Marsha,
I am in early stage HD. Cognitive function deline in the last year more than usual for me, depression, stumbling, small movements occasionally. Yesterday I just felt so tired, like I couldn't get out of bed, I slept almost all day!! Today, I feel the same way! do you thing this may be HD or should I look for something else?None of my meds or anything have changed.
Thanks!!
Melissa

I also have this and have for years. I was wondering how common it is. and if anything could help.
I also have constant allergies or a cold or both.
Laura

I too am in the beginning stages. I've cut my meds back to bare minimum to see if that helps. My level of tired has increased in the last year and I can't get my doctors to listen to me. Being on zoloft and being tired was my new 'normal.' That's has definately gotten worse. It's to the point I had to put a stool in the shower.

Both of my sons have extreme fatigue, I recall it being one of the earliest symptoms and now Tim sleeps more than he is awake. Mike battles through it but his hard physical job and this terrible heatwave this summer just wipe him out!

Take care,

Carla

Hi all. I can relate to you. For the last two years I have battled the same thing. I'm in early stage but whatever stage it's bad!!! Hours each day in bed or on the couch. Just let me sleep. It's the only way to make it through the day.

I tried some supplements but couldn't really tell a difference, perhaps some but nothing note worthy.

About two months ago, Mayo prescribed physical therapy. I wasn't very hopeful but after two months I can tell you it has helped me. From conversations with those in the "know", mouse models have shown that exercise seems to be very promising for HD.

It wasn't easy, I still staggger, fall off the exercise ball, someone keeps a finger in my belt loop to prevent falls. It's hard but so energizing. It does take getting used to. It's does hurt for a little while. I can now get out for perhaps an hour, work in the yard and participate in life.

Will is a prime example. I've never met him but from what I understand he is very fit and as a result has staved off symptoms even with a pretty good CAG count.

I encourage you to try it. Find a good, understanding, therapist and go for the gold.

Mike

My tiredness is really bad.

If i sit down i fall asleep.... so i dont sit down!!
Particularly if i sit outside to sunbathe.. i fall into a shallow breathing coma like sleep...... nothing wakes me up!!

I only take 10mg amitriptyline and 10mg citalopram 5mg memantine. I think these doses should not cause fatigue.
I presume it is due to my brain mass being smaller than it was (so brain working really hard with limited power) and also the toxic effect of the mutant protein in my system

I have also noticed that in the morning my tongue has a chemical/rotton taste (worse than normal morning bad breath issues!).
And my gums leach foul tasting saliva, my urine smalls very strong (but tests ok with the usual tests).... I think Its possible all
of these issues are from the toxicity. There are other chronic illnesses with some of these symptoms and I feel parallels can be drawn.

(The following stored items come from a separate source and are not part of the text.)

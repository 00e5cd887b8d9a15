//! Shared data model for the expression-based CNA screening pipeline.
#![deny(missing_docs)]

pub mod annotation;
pub mod events;
pub mod matrix;

pub use annotation::{GeneAnnotation, GenomicSpan};
pub use events::{CnaBlock, CnaEvent, CnaLabel, CnaReport};
pub use matrix::{ExpressionMatrix, COUNTS_LAYER};
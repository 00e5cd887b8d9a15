//! The cells-by-genes expression matrix container.

use crate::annotation::GeneAnnotation;
use anyhow::{ensure, Result};
use ndarray::Array2;
use serde::{Deserialize, Serialize};
use std::collections::BTreeMap;

/// Name of the raw-counts layer, preferred over the primary matrix when present.
pub const COUNTS_LAYER: &str = "counts";

/// An expression matrix (rows = cells, columns = genes) together with its
/// row/column identifiers, optional named alternate matrices, and a mutable
/// per-gene annotation table.
///
/// The annotation table always has one row per gene, in matrix column order.
#[derive(Debug, Clone, Serialize, Deserialize)]
pub struct ExpressionMatrix {
    cell_names: Vec<String>,
    gene_names: Vec<String>,
    matrix: Array2<f64>,
    layers: BTreeMap<String, Array2<f64>>,
    annotations: Vec<GeneAnnotation>,
}

impl ExpressionMatrix {
    /// Build a container, checking that names agree with the matrix shape.
    pub fn new(
        cell_names: Vec<String>,
        gene_names: Vec<String>,
        matrix: Array2<f64>,
    ) -> Result<Self> {
        let annotations = vec![GeneAnnotation::default(); gene_names.len()];
        let container = ExpressionMatrix {
            cell_names,
            gene_names,
            matrix,
            layers: BTreeMap::new(),
            annotations,
        };
        container.validate()?;
        Ok(container)
    }

    /// Check the container invariants. Used on construction and after
    /// loading from disk, where the file contents are untrusted.
    pub fn validate(&self) -> Result<()> {
        ensure!(
            self.matrix.nrows() == self.cell_names.len(),
            "matrix has {} rows but {} cell names",
            self.matrix.nrows(),
            self.cell_names.len()
        );
        ensure!(
            self.matrix.ncols() == self.gene_names.len(),
            "matrix has {} columns but {} gene names",
            self.matrix.ncols(),
            self.gene_names.len()
        );
        ensure!(
            self.annotations.len() == self.gene_names.len(),
            "annotation table has {} rows but matrix has {} genes",
            self.annotations.len(),
            self.gene_names.len()
        );
        for (name, layer) in &self.layers {
            ensure!(
                layer.dim() == self.matrix.dim(),
                "layer {name} has shape {:?}, expected {:?}",
                layer.dim(),
                self.matrix.dim()
            );
        }
        Ok(())
    }

    /// Number of cells (matrix rows).
    pub fn n_cells(&self) -> usize {
        self.matrix.nrows()
    }

    /// Number of genes (matrix columns).
    pub fn n_genes(&self) -> usize {
        self.matrix.ncols()
    }

    /// Per-cell identifiers, in row order.
    pub fn cell_names(&self) -> &[String] {
        &self.cell_names
    }

    /// Per-gene labels, in column order.
    pub fn gene_names(&self) -> &[String] {
        &self.gene_names
    }

    /// The primary expression matrix.
    pub fn matrix(&self) -> &Array2<f64> {
        &self.matrix
    }

    /// Add or replace a named layer. Shape must match the primary matrix.
    pub fn insert_layer(&mut self, name: impl Into<String>, layer: Array2<f64>) -> Result<()> {
        let name = name.into();
        ensure!(
            layer.dim() == self.matrix.dim(),
            "layer {name} has shape {:?}, expected {:?}",
            layer.dim(),
            self.matrix.dim()
        );
        self.layers.insert(name, layer);
        Ok(())
    }

    /// A named layer, if present.
    pub fn layer(&self, name: &str) -> Option<&Array2<f64>> {
        self.layers.get(name)
    }

    /// The raw counts layer if present, else the primary matrix.
    pub fn counts(&self) -> &Array2<f64> {
        self.layers.get(COUNTS_LAYER).unwrap_or(&self.matrix)
    }

    /// The gene annotation table, in matrix column order.
    pub fn annotations(&self) -> &[GeneAnnotation] {
        &self.annotations
    }

    /// Replace the gene annotation table. Must keep one row per gene.
    pub fn set_annotations(&mut self, annotations: Vec<GeneAnnotation>) -> Result<()> {
        ensure!(
            annotations.len() == self.gene_names.len(),
            "annotation table has {} rows but matrix has {} genes",
            annotations.len(),
            self.gene_names.len()
        );
        self.annotations = annotations;
        Ok(())
    }
}

#[cfg(test)]
mod test {
    use super::*;
    use ndarray::arr2;

    fn names(prefix: &str, n: usize) -> Vec<String> {
        (0..n).map(|i| format!("{prefix}{i}")).collect()
    }

    #[test]
    fn shape_mismatch_is_rejected() {
        let m = arr2(&[[1.0, 2.0], [3.0, 4.0]]);
        assert!(ExpressionMatrix::new(names("c", 3), names("g", 2), m.clone()).is_err());
        assert!(ExpressionMatrix::new(names("c", 2), names("g", 3), m).is_err());
    }

    #[test]
    fn counts_layer_is_preferred() -> Result<()> {
        let mut em =
            ExpressionMatrix::new(names("c", 2), names("g", 2), arr2(&[[1.0, 2.0], [3.0, 4.0]]))?;
        assert_eq!(em.counts(), em.matrix());
        let raw = arr2(&[[10.0, 20.0], [30.0, 40.0]]);
        em.insert_layer(COUNTS_LAYER, raw.clone())?;
        assert_eq!(em.counts(), &raw);
        Ok(())
    }

    #[test]
    fn layer_shape_mismatch_is_rejected() -> Result<()> {
        let mut em =
            ExpressionMatrix::new(names("c", 2), names("g", 2), arr2(&[[1.0, 2.0], [3.0, 4.0]]))?;
        assert!(em.insert_layer("bad", arr2(&[[1.0, 2.0]])).is_err());
        Ok(())
    }

    #[test]
    fn annotation_table_keeps_one_row_per_gene() -> Result<()> {
        let mut em =
            ExpressionMatrix::new(names("c", 2), names("g", 2), arr2(&[[1.0, 2.0], [3.0, 4.0]]))?;
        assert_eq!(em.annotations().len(), 2);
        assert!(em.set_annotations(vec![GeneAnnotation::default()]).is_err());
        Ok(())
    }
}
//! Persistent response cache keyed by request content.

use crate::transport::{LookupRecord, LookupTransport};
use anyhow::Result;
use log::{debug, warn};
use serde::{Deserialize, Serialize};
use sha2::{Digest, Sha256};
use std::collections::HashMap;
use std::fs;
use std::path::{Path, PathBuf};
use std::time::{Duration, SystemTime};

/// Default cache entry lifetime: 12 hours.
pub const DEFAULT_CACHE_EXPIRY: Duration = Duration::from_secs(43_200);

#[derive(Serialize, Deserialize)]
struct CacheEntry {
    stored_at_unix: u64,
    records: HashMap<String, LookupRecord>,
}

/// Wraps any transport with a directory-backed response cache.
///
/// Entries are JSON files named by the SHA-256 of the requested id set. A
/// fresh entry answers the batch without touching the inner transport;
/// failed batches are never cached, so a later run can recover. Cache I/O
/// problems degrade to a miss rather than failing the lookup.
pub struct CachedTransport<T> {
    inner: T,
    dir: PathBuf,
    expire_after: Duration,
}

impl<T: LookupTransport> CachedTransport<T> {
    /// Cache under `dir` with the default 12-hour expiry.
    pub fn new(inner: T, dir: impl Into<PathBuf>) -> Self {
        Self::with_expiry(inner, dir, DEFAULT_CACHE_EXPIRY)
    }

    /// Cache under `dir` with a custom expiry.
    pub fn with_expiry(inner: T, dir: impl Into<PathBuf>, expire_after: Duration) -> Self {
        CachedTransport {
            inner,
            dir: dir.into(),
            expire_after,
        }
    }

    fn entry_path(&self, ids: &[String]) -> PathBuf {
        self.dir.join(format!("{}.json", request_signature(ids)))
    }

    fn read_fresh(&self, path: &Path) -> Option<HashMap<String, LookupRecord>> {
        let bytes = fs::read(path).ok()?;
        let entry: CacheEntry = match serde_json::from_slice(&bytes) {
            Ok(entry) => entry,
            Err(err) => {
                warn!("discarding unreadable cache entry {}: {err}", path.display());
                return None;
            }
        };
        let age = unix_now().saturating_sub(entry.stored_at_unix);
        if age >= self.expire_after.as_secs() {
            return None;
        }
        Some(entry.records)
    }

    fn store(&self, path: &Path, records: &HashMap<String, LookupRecord>) {
        if let Err(err) = self.try_store(path, records) {
            warn!("failed to write cache entry {}: {err:#}", path.display());
        }
    }

    fn try_store(&self, path: &Path, records: &HashMap<String, LookupRecord>) -> Result<()> {
        fs::create_dir_all(&self.dir)?;
        let entry = CacheEntry {
            stored_at_unix: unix_now(),
            records: records.clone(),
        };
        fs::write(path, serde_json::to_vec(&entry)?)?;
        Ok(())
    }
}

impl<T: LookupTransport> LookupTransport for CachedTransport<T> {
    fn resolve(&self, ids: &[String]) -> Result<HashMap<String, LookupRecord>> {
        let path = self.entry_path(ids);
        if let Some(records) = self.read_fresh(&path) {
            debug!("lookup cache hit for {} ids", ids.len());
            return Ok(records);
        }
        let records = self.inner.resolve(ids)?;
        self.store(&path, &records);
        Ok(records)
    }
}

fn request_signature(ids: &[String]) -> String {
    let mut hasher = Sha256::new();
    for id in ids {
        hasher.update(id.as_bytes());
        hasher.update([0u8]);
    }
    format!("{:x}", hasher.finalize())
}

fn unix_now() -> u64 {
    SystemTime::now()
        .duration_since(SystemTime::UNIX_EPOCH)
        .map_or(0, |d| d.as_secs())
}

I am/always have been really busy.. grow own veg, have teenagers, cook all food from scratch, have a shop and this summer I have taken my shop on the road to music festivals which i totally organised myself and is exhausting even for "normal" people. But I push on regardless of pain/discomfort etc

I have studied my feelings regards tiredness and have decided that as long as i have had 8 hours reasonable sleep (never good due to vivid dreams nightmares and my limbs becoming numb and tingly during the night) then I must push on through any tiredness/feelings of wanting to go to bed.....

I do feel that when I am more depressed it is worse.... depression and tiredness seem very connected.

I walk to the shops instead of driving and push my wheelbarrow up and down from home to the allotment etc etc any thing to stay active.

Off the subject but still on health... does anyone have numb feelings at end of toes/fingers? Not totally numb but partial loss of sensation and strange feelings. Also have a patch on the edge of my spine that feels numb tickles or itches depending on what mood its in...

Enough sitting down off to allotment now.

ps Something has made my balance and multitasking much better probably memantine.... I know Barbara takes it do any of you??


Lorraine

DO ANY OF YOU USE COFFEE ALSO MY DOC JUST SUGGESTED VITIMIN B DROPS WHICH I THOUGHT WOULD BE
EXPENSIVE BUT YOU GET IT AT WALL MART FOR 5 BUCKS. ITS CALLED SUBLINGUAL LIQUID IT HAS NIACIN ALSO
WHEN I FIRST CAME DOWN WITH HD COFFEE WOULD SCREW ME UP BAD BUT ON ZOLOFT I CAN DRINK A LITTLE TO KEEP
GOING

I have found ice tea with lots of ice to be helpful for me. Soda and coffee messes me up too much with my HD for some reason. I find tea easier to swallow than water too.